In light of the regulation's text and commentary, the BIA's reasoning in In re A–S–B– and In re H–L–H– & Z–Y–Z– is unsound. The BIA's statement that “it is impossible to declare as ‘fact’ things that have not yet occurred,” In re H–L–H– & Z–Y–Z–, 25 I. & N. Dec. at 212 (internal quotation marks omitted), flies in the face of centuries of common-law adjudication. The federal courts long have treated predictions about the likelihood of future events as factual findings to be reviewed for clear error, and the courts have done so in a wide variety of contexts. Perhaps the most obvious example is the calculation of lost future income in a tort action. See Gulf, C. & S.F. Ry. Co. v. Moser, 275 U.S. 133, 135–36, 48 S.Ct. 49, 72 L.Ed. 200 (1927) (reviewing jury instructions regarding lost future income); see also Culver v. Slater Boat Co., 722 F.2d 114, 122 (5th Cir.1983) (en banc) (establishing the proper method for juries as “fact-finders” to adjust loss-of-future-earnings awards to present value). The calculation of future damages requires “estimating the loss of work life resulting from the injury or death, calculating the lost income stream, computing the total damage, and discounting that amount to its present value,” Culver, 722 F.2d at 117, and this entire inquiry is the province of the fact-finder. Every factor in the calculation concerns things that have not yet occurred; as Culver noted, “we must remember that the ultimate total damage figure awarded is the sum of a series of predictions, none of which involves mathematical certainty,” id. at 121 (internal quotation marks omitted), but nonetheless “these fact-finders must attempt, in some degree, to gauge future events.” Id. at 123. Damages for lost earnings are reviewed for clear error. See Nakajima v. United States, 965 F.2d 987, 990–91 (11th Cir.1992).
Calculation of lost earnings is one of many examples of this sort of predictive fact-finding. In tort, awarding future medical expenses demands a very similar inquiry—namely, how much the plaintiff will have to spend in the future to recover from or ameliorate the effects of injuries caused by the defendant. Future medical expenses are also a finding of fact reviewed for clear error only. See Superior Constr. Co. v. Brock, 445 F.3d 1334,1346 (11th Cir.2006) (“[T]he trial court's findings of damages are matters of fact and should be affirmed if not clearly erroneous.” (internal quotation marks omitted)); Meader ex rel. Long v. United States, 881 F.2d 1056, 1060 (11th Cir.1989) (same for future medical expenses in Federal Torts Claims Act case).

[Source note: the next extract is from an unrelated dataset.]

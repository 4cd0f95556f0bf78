pub mod daemon;
pub mod tracing;

pub use daemon::{append_lines, wait_until, TestDaemon};
pub use tracing::{captured_messages, init_test_tracing};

Contracts law offers another example: a party may receive future lost profits if proven to the jury with reasonable certainty. See Hitchcock v. Anthony, 83 F. 779, 782–84 (6th Cir.1897) (discussing when a jury should be allowed to consider future lost profits as an element of damages); accord Nebula Glass Int'l, Inc. v. Reichhold, Inc., 454 F.3d 1203, 1213 (11th Cir.2006) (“[S]ince proving lost profits invariably includes some element of prediction about how the market would have behaved but for the defendant's tortious act or breach, Florida courts have often noted that proving lost profits damages is difficult, but by no means impossible.”). And in Title VII cases, a victorious plaintiff is entitled to compensatory damages including “future pecuniary losses,” not to exceed statutorily established amounts. See42 U.S.C. § 1981a(b)(3). Notwithstanding the need to make a prediction about the future, the extent of these future pecuniary losses is a question of fact for the jury. See, e.g., Farley v. Nationwide Mut. Ins. Co., 197 F.3d 1322, 1332 & n. 3 (11th Cir.1999).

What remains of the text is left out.